Ces derniers mois, Israël a dévoilé des documents écrits et visuels que des responsables israéliens qualifient de faisant partie des « archives d’Eli Cohen », comprenant des correspondances personnelles, des rapports qu’il envoyait au Mossad, et des informations précises sur ses déplacements à Damas.

Ce qui est étrange, c’est que certains de ces documents ne figuraient pas parmi ceux que Cohen avait précédemment transmis par radio, ce qui soulève une question essentielle : comment sont-ils arrivés à Tel-Aviv ?

Le Mossad aurait-il mené une nouvelle opération d’espionnage à Damas ? Ou ces documents sont-ils simplement un cadeau non annoncé du régime Assad, dans le cadre d’un accord plus large ?

L’hypothèse la plus probable aujourd’hui, en l’absence de tout démenti officiel syrien et au vu du calendrier précis de la divulgation, est que le régime du criminel Bachar Assad a remis la montre et les documents à Israël, vraisemblablement par l’intermédiaire d’un agent russe, en échange de gains non révélés.

Ces gains pourraient être politiques, sécuritaires, ou simplement une tentative d’obtenir un « point de contact » avec l’Occident, à une époque où Damas était isolée internationalement.

Ce qui est frappant, c’est qu’Israël n’a pas tout révélé d’un coup. Comme toujours, elle a choisi de publier les informations par tranches, pour maintenir l’élan.

Le choix du moment de la publication n’est pas innocent. La nouvelle Syrie souffre de divisions internes, d’une faiblesse institutionnelle, et d’une perte quasi totale de souveraineté dans certaines régions.

Dans ce contexte, la résurgence du dossier Eli Cohen semble être un double message politique :

À l’intérieur d’Israël : « Nous n’oublions pas nos agents, et nous avons une main longue partout. »

Aux ennemis, surtout au nouveau gouvernement : « Nous avons infiltré Assad hier, et vous êtes maintenant trop faibles pour cacher vos secrets. »
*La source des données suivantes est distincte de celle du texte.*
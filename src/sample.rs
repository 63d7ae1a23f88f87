//! Single-pass acquisition of all channels.

use crate::channel::ChannelSet;
use crate::error::{SensorError, SensorResult};
use serde::Serialize;
use tokio::time::Instant;

/// One channel's raw reading within a sample.
#[derive(Debug, Clone, PartialEq, Eq, Serialize)]
pub struct Reading {
    /// Id of the channel that produced the value.
    pub channel_id: String,
    /// Raw converter code.
    pub raw: u16,
}

/// One simultaneous capture of every channel.
///
/// Readings are in channel declaration order, one per channel.
#[derive(Debug, Clone, PartialEq, Eq, Serialize)]
pub struct Sample {
    /// Milliseconds since session start, from the monotonic clock.
    pub timestamp_ms: u64,
    /// Raw readings in channel declaration order.
    pub readings: Vec<Reading>,
}

impl Sample {
    /// Raw values in channel order.
    pub fn values(&self) -> impl Iterator<Item = u16> + '_ {
        self.readings.iter().map(|r| r.raw)
    }
}

/// Reads every channel of a [`ChannelSet`] back to back.
#[derive(Debug, Clone, Copy)]
pub struct SampleReader {
    session_start: Instant,
}

impl SampleReader {
    /// Create a reader stamping samples relative to `session_start`.
    pub fn new(session_start: Instant) -> Self {
        Self { session_start }
    }

    /// Session start this reader measures timestamps from.
    pub fn session_start(&self) -> Instant {
        self.session_start
    }

    /// Read all channels in declaration order.
    ///
    /// The timestamp is taken once, before the first channel is read. Nothing
    /// in here sleeps or yields, so the readings count as simultaneous.
    ///
    /// # Errors
    /// `SensorError::Read` naming the first channel that failed. No partial
    /// sample is returned.
    pub fn read_all(&self, channels: &ChannelSet) -> SensorResult<Sample> {
        let elapsed = Instant::now().saturating_duration_since(self.session_start);
        let timestamp_ms = u64::try_from(elapsed.as_millis()).unwrap_or(u64::MAX);

        let readings = channels
            .entries()
            .iter()
            .map(|entry| {
                let channel_id = &entry.channel().id;
                entry
                    .reader()
                    .read_raw()
                    .map(|raw| Reading {
                        channel_id: channel_id.clone(),
                        raw,
                    })
                    .map_err(|source| SensorError::Read {
                        channel: channel_id.clone(),
                        source: source.into(),
                    })
            })
            .collect::<SensorResult<Vec<_>>>()?;

        Ok(Sample {
            timestamp_ms,
            readings,
        })
    }
}
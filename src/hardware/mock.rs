//! Mock Hardware Implementations
//!
//! Provides channel readers for running sessions without an ADC attached.
//!
//! # Available Mocks
//!
//! - `MockChannelReader` - Scripted readings with controllable failure injection
//! - `SimulatedReader` - Noisy 12-bit readings around a baseline (used by the CLI)

use anyhow::{anyhow, Result};
use rand::Rng;
use std::collections::VecDeque;
use std::sync::atomic::{AtomicBool, AtomicU64, Ordering};
use std::sync::Mutex;

use crate::hardware::capabilities::ChannelReader;

/// Full-scale code of a 12-bit converter.
pub const ADC_MAX_12BIT: u16 = 4095;

// =============================================================================
// MockChannelReader - Scripted Readings
// =============================================================================

/// Mock channel reader for tests
///
/// Returns queued readings in order and then keeps repeating the last one.
/// A failure can be injected for the next read only.
///
/// # Example
///
/// ```
/// use sensor_daq::hardware::capabilities::ChannelReader;
/// use sensor_daq::hardware::mock::MockChannelReader;
///
/// let reader = MockChannelReader::with_sequence([100, 101]);
/// assert_eq!(reader.read_raw().unwrap(), 100);
/// reader.trigger_failure();
/// assert!(reader.read_raw().is_err());
/// assert_eq!(reader.read_raw().unwrap(), 101);
/// assert_eq!(reader.read_raw().unwrap(), 101);
/// ```
pub struct MockChannelReader {
    queued: Mutex<VecDeque<u16>>,
    last: Mutex<u16>,
    should_fail_next: AtomicBool,
    reads: AtomicU64,
}

impl MockChannelReader {
    /// Create a reader that always returns `value`
    pub fn new(value: u16) -> Self {
        Self::with_sequence([value])
    }

    /// Create a reader that returns `values` in order, then repeats the last one
    pub fn with_sequence(values: impl IntoIterator<Item = u16>) -> Self {
        let queued: VecDeque<u16> = values.into_iter().collect();
        let last = queued.front().copied().unwrap_or_default();
        Self {
            queued: Mutex::new(queued),
            last: Mutex::new(last),
            should_fail_next: AtomicBool::new(false),
            reads: AtomicU64::new(0),
        }
    }

    /// Fail the next read
    pub fn trigger_failure(&self) {
        self.should_fail_next.store(true, Ordering::SeqCst);
    }

    /// Number of read attempts, failed ones included
    pub fn read_count(&self) -> u64 {
        self.reads.load(Ordering::SeqCst)
    }
}

impl Default for MockChannelReader {
    fn default() -> Self {
        Self::new(0)
    }
}

impl ChannelReader for MockChannelReader {
    fn read_raw(&self) -> Result<u16> {
        self.reads.fetch_add(1, Ordering::SeqCst);

        if self.should_fail_next.swap(false, Ordering::SeqCst) {
            return Err(anyhow!("MockChannelReader: simulated conversion failure"));
        }

        let mut last = self
            .last
            .lock()
            .map_err(|_| anyhow!("MockChannelReader: state poisoned"))?;
        let mut queued = self
            .queued
            .lock()
            .map_err(|_| anyhow!("MockChannelReader: state poisoned"))?;
        if let Some(next) = queued.pop_front() {
            *last = next;
        }
        Ok(*last)
    }
}

// =============================================================================
// SimulatedReader - Noisy ADC Channel
// =============================================================================

/// Simulated photodetector channel
///
/// Produces readings uniformly distributed within `baseline ± noise`, clamped
/// to the 12-bit range of the converter.
pub struct SimulatedReader {
    baseline: u16,
    noise: u16,
}

impl SimulatedReader {
    /// Create a simulated channel
    ///
    /// # Arguments
    /// * `baseline` - Centre of the reading distribution
    /// * `noise` - Maximum deviation from the baseline
    pub fn new(baseline: u16, noise: u16) -> Self {
        Self {
            baseline: baseline.min(ADC_MAX_12BIT),
            noise,
        }
    }
}

impl ChannelReader for SimulatedReader {
    fn read_raw(&self) -> Result<u16> {
        let low = i32::from(self.baseline) - i32::from(self.noise);
        let high = i32::from(self.baseline) + i32::from(self.noise);
        let value = rand::thread_rng()
            .gen_range(low..=high)
            .clamp(0, i32::from(ADC_MAX_12BIT));
        // Clamped into 0..=4095 above.
        Ok(value as u16)
    }
}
Israël sait utiliser le temps comme un outil de guerre psychologique. Elle ne publie rien sans but. Chaque document exposé, chaque scène diffusée dans une série ou un documentaire porte un message implicite : votre mémoire est piratée, votre histoire est écrite par nous.

Si l’hypothèse de la remise par Assad des documents et de la montre est vraie, ce qui s’est passé ne peut pas être lu simplement comme un échange d’informations, mais comme une tentative de normalisation symbolique, froide et discrète, sous la table, au niveau des archives et des symboles.

Imaginez un régime arabe qui, il y a quelques mois encore, clamait la « résistance », remettant à Israël les biens et secrets d’un espion exécuté au cœur de Damas, sans contrepartie publique, et sans même défendre un « récit de dignité ».

C’est un moment charnière dans l’histoire de la guerre froide arabe-israélienne, mais qui ne se joue pas sur les fronts, mais dans les dossiers du renseignement et les coffres de la mémoire.

Ce qu’Israël a fait n’est pas qu’une révélation de documents sur « Eli Cohen ». C’est une nouvelle exposition de la vulnérabilité d’Assad, qui pourrait l’avoir lui-même donnée, par incapacité ou par désir de survivre. Entre le silence et l’euphorie israélienne, l’histoire reste perplexe : qui détient la vérité ? Qui la vend ? Qui l’écrit ?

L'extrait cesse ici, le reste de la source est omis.